*** Given data ***

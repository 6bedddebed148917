// SPDX-License-Identifier: MIT OR Apache-2.0
// Copyright (c) 2025 tfflow contributors

//! Steps command - show the resolved step order

use miette::Result;

use crate::pipeline::{EventKind, Pipeline, PipelineKind, Trigger};

/// Run the steps command
pub async fn run(kind: PipelineKind, event: EventKind) -> Result<()> {
    let trigger = match event {
        EventKind::Push => Trigger::PushToMain,
        EventKind::PullRequest => Trigger::PullRequest { number: None },
        EventKind::Dispatch => Trigger::ManualDispatch { confirmation: None },
    };

    let pipeline = Pipeline::resolve(kind, &trigger);
    for (i, step) in pipeline.steps.iter().enumerate() {
        println!("{}. {}", i + 1, step);
    }

    Ok(())
}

***

[Problem description]: Above are the records. Identify each line that contains the word "command".

[Output of the task]:
//! Steps command - show the resolved step order
/// Run the steps command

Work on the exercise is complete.